___ Exercise data
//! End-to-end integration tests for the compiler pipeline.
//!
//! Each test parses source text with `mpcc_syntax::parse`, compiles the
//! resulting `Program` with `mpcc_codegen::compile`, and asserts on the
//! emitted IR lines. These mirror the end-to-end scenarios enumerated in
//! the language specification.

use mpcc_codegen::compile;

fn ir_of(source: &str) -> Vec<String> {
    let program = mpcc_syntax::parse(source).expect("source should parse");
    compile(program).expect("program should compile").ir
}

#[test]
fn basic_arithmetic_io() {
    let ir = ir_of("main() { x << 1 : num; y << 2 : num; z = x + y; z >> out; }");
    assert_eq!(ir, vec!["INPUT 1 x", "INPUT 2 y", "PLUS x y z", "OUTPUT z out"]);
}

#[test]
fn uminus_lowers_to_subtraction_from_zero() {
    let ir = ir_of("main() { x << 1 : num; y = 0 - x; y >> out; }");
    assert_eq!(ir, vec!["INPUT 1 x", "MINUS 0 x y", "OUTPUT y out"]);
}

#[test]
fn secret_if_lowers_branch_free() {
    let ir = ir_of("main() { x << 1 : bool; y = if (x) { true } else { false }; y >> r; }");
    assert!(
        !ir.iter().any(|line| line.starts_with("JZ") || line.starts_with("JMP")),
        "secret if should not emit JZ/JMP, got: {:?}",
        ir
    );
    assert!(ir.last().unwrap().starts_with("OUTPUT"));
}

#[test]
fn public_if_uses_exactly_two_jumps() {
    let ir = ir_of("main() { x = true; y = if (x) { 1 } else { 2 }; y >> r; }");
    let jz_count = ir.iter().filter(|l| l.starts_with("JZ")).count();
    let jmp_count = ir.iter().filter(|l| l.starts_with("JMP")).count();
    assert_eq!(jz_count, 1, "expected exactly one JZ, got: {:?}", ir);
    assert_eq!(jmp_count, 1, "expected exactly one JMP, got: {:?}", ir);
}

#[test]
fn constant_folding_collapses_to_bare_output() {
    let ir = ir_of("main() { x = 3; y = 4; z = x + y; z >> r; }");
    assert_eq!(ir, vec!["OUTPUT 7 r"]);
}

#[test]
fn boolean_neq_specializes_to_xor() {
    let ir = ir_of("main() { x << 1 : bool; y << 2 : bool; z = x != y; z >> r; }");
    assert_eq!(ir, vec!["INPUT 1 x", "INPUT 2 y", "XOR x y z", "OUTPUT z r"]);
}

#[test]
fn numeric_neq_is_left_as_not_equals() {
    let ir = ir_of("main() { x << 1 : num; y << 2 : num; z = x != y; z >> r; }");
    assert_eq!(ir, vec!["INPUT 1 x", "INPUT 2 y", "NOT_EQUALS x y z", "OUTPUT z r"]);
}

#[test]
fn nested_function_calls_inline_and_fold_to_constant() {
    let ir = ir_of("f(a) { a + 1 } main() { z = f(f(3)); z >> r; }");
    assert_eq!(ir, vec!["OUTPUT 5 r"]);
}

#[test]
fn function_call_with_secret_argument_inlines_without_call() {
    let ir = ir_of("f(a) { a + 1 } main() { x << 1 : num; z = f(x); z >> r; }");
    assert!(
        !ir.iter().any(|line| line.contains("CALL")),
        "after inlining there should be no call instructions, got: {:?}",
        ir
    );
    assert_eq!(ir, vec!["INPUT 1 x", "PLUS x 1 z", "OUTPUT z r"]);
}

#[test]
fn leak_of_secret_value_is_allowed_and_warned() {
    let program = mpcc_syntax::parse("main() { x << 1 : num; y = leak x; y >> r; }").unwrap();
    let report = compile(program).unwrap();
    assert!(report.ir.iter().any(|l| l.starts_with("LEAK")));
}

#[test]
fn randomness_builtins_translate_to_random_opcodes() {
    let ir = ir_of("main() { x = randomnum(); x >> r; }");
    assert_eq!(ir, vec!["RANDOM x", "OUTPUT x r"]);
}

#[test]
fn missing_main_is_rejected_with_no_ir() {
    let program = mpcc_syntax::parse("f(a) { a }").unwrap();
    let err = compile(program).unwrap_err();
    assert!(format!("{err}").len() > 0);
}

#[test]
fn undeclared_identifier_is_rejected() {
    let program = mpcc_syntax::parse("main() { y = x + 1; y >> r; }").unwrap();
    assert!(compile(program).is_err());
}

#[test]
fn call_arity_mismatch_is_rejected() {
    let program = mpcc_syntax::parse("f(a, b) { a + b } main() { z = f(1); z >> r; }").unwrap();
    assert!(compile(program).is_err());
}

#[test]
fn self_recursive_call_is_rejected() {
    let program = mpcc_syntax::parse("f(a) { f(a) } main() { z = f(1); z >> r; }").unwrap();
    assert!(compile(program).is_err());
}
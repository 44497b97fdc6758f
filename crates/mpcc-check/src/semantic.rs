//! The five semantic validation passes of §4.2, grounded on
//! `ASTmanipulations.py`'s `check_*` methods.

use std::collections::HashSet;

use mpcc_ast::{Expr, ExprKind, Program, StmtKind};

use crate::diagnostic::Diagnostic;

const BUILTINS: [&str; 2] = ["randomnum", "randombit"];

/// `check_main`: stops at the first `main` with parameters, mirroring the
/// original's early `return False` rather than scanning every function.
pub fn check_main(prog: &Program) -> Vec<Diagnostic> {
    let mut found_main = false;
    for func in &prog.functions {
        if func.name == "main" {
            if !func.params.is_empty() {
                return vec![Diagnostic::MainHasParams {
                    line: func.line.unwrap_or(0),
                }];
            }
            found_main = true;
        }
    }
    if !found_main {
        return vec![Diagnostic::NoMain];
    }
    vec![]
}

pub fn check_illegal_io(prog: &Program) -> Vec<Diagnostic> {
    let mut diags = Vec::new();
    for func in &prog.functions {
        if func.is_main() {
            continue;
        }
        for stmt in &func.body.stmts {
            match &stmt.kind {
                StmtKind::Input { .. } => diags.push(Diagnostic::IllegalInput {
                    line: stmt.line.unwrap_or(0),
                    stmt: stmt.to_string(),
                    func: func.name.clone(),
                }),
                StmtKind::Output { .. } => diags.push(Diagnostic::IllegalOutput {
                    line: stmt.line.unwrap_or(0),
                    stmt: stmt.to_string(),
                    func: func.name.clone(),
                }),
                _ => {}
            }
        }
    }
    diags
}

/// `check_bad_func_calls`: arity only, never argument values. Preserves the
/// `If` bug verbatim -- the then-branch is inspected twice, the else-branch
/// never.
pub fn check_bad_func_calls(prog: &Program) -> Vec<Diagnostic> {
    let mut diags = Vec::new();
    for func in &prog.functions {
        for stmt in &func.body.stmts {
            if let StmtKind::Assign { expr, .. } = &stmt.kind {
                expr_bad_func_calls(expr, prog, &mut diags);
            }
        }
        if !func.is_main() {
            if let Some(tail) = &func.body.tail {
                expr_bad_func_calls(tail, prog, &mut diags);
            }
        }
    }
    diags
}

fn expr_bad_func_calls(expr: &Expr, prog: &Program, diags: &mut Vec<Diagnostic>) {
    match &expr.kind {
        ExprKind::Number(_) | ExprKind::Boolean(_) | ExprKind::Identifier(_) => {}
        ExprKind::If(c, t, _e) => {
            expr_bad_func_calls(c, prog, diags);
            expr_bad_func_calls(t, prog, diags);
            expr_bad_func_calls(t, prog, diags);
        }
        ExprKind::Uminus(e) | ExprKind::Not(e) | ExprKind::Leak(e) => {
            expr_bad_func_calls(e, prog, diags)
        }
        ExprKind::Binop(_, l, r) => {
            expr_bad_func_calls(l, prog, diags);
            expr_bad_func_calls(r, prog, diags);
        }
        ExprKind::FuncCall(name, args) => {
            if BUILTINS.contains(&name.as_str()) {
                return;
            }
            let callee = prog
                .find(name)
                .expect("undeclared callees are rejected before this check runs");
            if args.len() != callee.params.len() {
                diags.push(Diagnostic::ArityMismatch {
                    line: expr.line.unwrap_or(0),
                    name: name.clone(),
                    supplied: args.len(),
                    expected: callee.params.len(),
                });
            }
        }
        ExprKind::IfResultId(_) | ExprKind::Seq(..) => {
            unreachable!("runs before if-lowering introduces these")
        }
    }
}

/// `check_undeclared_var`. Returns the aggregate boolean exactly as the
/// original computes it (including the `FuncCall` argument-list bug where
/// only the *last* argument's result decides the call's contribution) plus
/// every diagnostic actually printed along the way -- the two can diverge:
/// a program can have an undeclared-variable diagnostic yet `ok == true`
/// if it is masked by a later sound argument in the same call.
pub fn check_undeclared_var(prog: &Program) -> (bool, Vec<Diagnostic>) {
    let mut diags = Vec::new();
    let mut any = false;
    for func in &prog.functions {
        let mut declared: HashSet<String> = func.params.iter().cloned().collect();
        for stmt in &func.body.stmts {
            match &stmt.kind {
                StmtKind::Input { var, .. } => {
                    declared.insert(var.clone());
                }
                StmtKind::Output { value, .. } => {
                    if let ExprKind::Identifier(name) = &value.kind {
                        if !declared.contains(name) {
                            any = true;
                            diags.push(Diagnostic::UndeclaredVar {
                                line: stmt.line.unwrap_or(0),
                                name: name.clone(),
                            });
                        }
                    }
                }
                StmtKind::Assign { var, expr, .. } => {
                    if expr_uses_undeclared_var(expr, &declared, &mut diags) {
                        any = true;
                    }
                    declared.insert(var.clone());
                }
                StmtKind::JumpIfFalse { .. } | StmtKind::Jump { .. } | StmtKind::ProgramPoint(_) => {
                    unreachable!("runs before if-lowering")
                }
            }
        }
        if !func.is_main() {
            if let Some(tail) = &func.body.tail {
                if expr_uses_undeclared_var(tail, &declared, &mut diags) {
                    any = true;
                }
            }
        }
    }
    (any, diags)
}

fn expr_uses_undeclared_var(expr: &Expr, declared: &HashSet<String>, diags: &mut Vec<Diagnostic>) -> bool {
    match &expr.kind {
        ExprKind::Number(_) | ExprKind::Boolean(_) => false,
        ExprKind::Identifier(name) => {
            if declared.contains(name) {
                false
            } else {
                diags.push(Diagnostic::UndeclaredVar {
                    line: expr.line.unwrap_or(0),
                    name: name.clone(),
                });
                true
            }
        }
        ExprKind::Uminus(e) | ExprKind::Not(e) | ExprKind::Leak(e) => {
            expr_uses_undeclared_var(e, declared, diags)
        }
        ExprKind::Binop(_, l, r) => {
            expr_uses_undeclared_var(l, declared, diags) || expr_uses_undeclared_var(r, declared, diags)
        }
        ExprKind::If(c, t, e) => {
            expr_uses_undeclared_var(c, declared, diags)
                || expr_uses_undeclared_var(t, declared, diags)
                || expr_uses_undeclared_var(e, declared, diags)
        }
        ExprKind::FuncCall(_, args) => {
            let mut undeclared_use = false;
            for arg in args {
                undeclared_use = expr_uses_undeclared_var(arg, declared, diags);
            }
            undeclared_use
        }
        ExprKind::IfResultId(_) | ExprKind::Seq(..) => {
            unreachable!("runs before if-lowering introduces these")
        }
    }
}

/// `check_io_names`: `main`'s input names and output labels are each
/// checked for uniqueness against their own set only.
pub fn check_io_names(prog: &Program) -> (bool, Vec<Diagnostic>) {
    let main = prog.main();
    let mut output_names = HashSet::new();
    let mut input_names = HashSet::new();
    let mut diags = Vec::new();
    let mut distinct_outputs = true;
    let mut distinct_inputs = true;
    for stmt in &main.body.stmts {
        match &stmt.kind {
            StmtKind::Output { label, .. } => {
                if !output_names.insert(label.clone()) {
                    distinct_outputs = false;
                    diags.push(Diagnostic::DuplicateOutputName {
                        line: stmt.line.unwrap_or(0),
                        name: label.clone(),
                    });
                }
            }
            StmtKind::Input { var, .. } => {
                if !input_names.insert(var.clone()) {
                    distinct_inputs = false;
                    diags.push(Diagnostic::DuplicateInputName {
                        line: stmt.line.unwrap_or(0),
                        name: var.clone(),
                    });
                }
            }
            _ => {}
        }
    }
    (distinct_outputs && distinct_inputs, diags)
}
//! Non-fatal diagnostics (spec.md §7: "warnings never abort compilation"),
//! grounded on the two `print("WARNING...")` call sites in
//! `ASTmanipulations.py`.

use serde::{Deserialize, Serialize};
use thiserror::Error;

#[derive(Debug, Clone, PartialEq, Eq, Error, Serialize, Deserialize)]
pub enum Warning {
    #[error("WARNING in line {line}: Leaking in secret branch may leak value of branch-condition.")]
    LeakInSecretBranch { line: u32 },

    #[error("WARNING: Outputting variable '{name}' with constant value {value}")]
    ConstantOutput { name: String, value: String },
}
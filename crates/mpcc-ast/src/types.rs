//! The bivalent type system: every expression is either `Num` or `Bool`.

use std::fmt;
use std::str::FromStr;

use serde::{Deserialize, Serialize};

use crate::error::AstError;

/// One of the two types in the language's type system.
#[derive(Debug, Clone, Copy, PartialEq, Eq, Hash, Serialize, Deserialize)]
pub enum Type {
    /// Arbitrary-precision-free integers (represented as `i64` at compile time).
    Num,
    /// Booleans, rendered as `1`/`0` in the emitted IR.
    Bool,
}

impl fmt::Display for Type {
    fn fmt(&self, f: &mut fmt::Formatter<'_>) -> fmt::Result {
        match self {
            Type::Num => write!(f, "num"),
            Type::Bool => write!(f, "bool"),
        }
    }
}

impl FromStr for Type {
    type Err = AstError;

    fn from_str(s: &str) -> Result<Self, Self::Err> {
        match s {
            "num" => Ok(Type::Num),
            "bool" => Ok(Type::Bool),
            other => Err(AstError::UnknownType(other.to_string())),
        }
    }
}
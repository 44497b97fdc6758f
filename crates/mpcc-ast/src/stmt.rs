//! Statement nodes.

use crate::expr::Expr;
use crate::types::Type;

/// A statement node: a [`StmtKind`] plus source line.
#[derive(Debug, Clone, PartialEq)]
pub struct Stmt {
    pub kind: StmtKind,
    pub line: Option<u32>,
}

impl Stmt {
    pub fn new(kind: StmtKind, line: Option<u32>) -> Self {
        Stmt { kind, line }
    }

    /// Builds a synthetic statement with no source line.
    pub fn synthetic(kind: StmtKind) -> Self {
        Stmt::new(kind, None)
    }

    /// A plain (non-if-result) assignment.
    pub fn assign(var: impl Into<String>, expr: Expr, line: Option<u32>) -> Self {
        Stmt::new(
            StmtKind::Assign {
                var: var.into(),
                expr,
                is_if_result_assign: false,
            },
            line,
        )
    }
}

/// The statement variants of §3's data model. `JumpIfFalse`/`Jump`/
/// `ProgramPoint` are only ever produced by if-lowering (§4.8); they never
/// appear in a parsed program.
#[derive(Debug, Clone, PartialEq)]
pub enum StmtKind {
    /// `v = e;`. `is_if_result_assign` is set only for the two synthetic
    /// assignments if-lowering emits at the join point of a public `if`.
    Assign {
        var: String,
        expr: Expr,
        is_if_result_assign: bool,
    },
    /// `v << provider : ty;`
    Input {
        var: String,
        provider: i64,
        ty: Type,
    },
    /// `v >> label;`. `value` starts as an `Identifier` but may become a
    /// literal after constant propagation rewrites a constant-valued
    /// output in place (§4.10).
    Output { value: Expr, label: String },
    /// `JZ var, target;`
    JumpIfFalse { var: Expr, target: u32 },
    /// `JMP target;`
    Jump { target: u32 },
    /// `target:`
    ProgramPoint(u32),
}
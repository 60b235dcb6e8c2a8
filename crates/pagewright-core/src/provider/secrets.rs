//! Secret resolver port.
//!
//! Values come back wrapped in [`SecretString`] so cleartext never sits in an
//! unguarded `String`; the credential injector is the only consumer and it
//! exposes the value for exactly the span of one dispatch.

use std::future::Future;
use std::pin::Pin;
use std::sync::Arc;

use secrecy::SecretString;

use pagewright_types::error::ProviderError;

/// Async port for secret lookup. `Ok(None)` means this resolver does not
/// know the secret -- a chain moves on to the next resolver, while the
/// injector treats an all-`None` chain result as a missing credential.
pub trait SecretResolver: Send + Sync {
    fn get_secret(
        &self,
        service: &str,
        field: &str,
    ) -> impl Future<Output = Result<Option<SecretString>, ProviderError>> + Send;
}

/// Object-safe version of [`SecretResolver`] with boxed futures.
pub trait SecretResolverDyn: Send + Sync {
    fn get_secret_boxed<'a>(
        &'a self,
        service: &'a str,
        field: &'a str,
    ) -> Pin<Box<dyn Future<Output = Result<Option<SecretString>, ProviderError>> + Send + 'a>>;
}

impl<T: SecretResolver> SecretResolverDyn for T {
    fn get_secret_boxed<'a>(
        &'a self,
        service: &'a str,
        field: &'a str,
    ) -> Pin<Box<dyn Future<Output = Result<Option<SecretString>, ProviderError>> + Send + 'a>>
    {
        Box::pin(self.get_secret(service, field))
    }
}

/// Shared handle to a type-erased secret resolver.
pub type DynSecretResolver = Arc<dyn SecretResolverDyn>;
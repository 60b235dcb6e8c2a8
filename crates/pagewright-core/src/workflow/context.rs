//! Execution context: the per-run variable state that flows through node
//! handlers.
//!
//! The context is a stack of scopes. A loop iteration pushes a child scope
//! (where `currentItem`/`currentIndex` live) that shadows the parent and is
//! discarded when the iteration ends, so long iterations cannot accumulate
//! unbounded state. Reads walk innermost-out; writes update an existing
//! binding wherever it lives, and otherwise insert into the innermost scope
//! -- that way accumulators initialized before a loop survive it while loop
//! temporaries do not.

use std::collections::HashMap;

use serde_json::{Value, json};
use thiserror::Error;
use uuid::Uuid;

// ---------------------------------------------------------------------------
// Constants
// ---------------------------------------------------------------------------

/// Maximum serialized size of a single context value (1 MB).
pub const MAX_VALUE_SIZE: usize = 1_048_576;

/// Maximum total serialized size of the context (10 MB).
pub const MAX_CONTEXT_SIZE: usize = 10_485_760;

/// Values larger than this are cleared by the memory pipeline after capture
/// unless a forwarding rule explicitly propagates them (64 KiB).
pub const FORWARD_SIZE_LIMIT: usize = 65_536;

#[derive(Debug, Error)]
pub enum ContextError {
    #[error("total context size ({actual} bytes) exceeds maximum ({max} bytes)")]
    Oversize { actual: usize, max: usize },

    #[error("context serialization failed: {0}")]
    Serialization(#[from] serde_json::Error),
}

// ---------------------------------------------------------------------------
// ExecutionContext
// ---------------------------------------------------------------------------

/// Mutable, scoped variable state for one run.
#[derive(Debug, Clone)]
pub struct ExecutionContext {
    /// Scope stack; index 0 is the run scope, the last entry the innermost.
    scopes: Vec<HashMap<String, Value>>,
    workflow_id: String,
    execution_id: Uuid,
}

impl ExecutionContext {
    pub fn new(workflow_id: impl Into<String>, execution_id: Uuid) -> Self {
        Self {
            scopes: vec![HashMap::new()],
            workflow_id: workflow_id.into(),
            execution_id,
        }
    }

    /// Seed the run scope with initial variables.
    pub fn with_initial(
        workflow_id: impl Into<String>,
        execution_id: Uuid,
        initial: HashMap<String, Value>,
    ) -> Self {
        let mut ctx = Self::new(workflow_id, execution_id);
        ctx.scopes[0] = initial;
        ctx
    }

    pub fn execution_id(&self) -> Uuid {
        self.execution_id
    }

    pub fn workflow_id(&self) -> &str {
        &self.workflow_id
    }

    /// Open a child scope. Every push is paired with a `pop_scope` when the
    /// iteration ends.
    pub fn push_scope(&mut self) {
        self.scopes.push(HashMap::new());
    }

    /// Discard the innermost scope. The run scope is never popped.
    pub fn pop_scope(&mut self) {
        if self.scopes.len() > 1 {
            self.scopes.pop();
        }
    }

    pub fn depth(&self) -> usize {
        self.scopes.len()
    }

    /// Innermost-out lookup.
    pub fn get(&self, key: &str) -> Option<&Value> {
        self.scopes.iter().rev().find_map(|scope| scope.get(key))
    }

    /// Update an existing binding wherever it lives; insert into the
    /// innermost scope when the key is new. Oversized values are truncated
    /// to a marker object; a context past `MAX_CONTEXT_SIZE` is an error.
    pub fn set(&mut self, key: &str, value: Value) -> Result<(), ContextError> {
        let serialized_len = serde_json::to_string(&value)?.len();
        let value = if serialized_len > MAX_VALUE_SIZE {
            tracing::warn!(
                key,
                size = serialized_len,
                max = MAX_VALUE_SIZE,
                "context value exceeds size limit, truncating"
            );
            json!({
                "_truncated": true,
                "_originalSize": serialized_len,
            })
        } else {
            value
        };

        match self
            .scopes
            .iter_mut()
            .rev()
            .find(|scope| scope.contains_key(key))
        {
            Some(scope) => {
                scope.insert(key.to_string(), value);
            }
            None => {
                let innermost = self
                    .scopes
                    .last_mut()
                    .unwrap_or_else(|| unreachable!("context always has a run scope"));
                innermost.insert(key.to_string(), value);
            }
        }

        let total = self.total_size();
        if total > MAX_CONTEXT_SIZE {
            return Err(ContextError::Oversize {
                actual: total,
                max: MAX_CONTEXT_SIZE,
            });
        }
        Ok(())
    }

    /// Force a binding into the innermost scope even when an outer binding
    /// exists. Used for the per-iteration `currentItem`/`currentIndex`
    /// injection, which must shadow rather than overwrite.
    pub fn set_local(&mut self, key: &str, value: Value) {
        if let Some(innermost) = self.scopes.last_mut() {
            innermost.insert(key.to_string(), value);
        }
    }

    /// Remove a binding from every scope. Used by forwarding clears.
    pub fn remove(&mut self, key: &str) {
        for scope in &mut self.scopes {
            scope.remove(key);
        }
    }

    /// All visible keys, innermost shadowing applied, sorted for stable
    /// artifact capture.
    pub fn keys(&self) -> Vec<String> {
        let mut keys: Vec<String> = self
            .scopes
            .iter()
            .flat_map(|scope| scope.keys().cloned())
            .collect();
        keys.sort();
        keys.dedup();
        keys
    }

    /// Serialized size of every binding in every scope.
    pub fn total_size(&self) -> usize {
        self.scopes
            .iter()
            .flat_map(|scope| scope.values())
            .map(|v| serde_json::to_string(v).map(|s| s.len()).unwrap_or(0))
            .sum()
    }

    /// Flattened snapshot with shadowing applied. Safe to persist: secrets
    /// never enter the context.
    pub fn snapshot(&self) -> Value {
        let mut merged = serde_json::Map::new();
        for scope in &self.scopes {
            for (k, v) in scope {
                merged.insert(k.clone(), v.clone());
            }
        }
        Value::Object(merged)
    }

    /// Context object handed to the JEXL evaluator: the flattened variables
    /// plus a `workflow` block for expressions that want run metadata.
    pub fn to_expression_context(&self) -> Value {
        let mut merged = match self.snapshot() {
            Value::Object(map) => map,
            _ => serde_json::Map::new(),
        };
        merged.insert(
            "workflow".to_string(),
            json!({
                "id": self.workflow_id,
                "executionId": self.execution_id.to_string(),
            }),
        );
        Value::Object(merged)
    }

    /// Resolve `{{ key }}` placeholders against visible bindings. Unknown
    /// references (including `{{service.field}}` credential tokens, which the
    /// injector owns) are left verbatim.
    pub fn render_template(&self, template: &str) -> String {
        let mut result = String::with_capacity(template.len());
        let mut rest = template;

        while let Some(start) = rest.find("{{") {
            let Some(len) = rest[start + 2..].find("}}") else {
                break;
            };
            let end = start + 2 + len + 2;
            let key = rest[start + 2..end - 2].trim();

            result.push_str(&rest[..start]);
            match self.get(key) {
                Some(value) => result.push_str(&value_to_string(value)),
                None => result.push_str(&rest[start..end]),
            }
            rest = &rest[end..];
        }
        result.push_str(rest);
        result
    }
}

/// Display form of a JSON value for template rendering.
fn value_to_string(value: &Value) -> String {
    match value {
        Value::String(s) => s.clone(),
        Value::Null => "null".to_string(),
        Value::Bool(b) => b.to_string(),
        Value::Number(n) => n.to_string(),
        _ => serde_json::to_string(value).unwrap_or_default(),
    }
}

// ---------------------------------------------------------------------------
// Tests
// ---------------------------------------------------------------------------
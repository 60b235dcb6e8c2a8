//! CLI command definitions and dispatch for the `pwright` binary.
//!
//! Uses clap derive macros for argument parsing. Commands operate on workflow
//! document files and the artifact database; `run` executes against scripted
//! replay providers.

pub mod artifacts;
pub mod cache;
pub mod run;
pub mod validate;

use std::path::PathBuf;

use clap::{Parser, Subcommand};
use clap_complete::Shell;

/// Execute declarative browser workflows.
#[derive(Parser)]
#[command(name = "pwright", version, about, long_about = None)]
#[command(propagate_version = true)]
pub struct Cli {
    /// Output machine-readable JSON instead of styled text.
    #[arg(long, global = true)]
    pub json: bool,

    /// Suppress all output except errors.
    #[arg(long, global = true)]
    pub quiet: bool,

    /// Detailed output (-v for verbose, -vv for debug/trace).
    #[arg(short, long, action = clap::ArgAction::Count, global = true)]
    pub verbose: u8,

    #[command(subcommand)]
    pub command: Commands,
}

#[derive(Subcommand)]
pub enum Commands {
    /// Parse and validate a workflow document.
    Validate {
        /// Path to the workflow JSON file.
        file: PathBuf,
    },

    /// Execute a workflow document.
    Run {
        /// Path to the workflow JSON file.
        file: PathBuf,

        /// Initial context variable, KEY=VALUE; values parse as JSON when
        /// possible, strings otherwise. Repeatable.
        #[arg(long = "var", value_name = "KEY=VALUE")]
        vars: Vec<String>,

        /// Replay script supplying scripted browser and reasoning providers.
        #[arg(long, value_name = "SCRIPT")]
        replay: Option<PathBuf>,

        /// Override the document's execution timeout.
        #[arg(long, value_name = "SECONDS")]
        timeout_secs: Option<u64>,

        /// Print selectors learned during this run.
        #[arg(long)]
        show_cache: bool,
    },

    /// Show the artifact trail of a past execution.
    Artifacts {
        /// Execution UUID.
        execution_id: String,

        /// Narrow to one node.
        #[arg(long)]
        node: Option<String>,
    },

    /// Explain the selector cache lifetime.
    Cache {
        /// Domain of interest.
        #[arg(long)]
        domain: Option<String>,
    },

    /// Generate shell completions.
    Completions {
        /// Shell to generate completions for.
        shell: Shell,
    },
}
______
What lines of the material above include "when"? Copy each one.

* [Expected output]:
//! discarded when the iteration ends, so long iterations cannot accumulate
    /// Open a child scope. Every push is paired with a `pop_scope` when the
    /// innermost scope when the key is new. Oversized values are truncated
    /// Force a binding into the innermost scope even when an outer binding
        /// Initial context variable, KEY=VALUE; values parse as JSON when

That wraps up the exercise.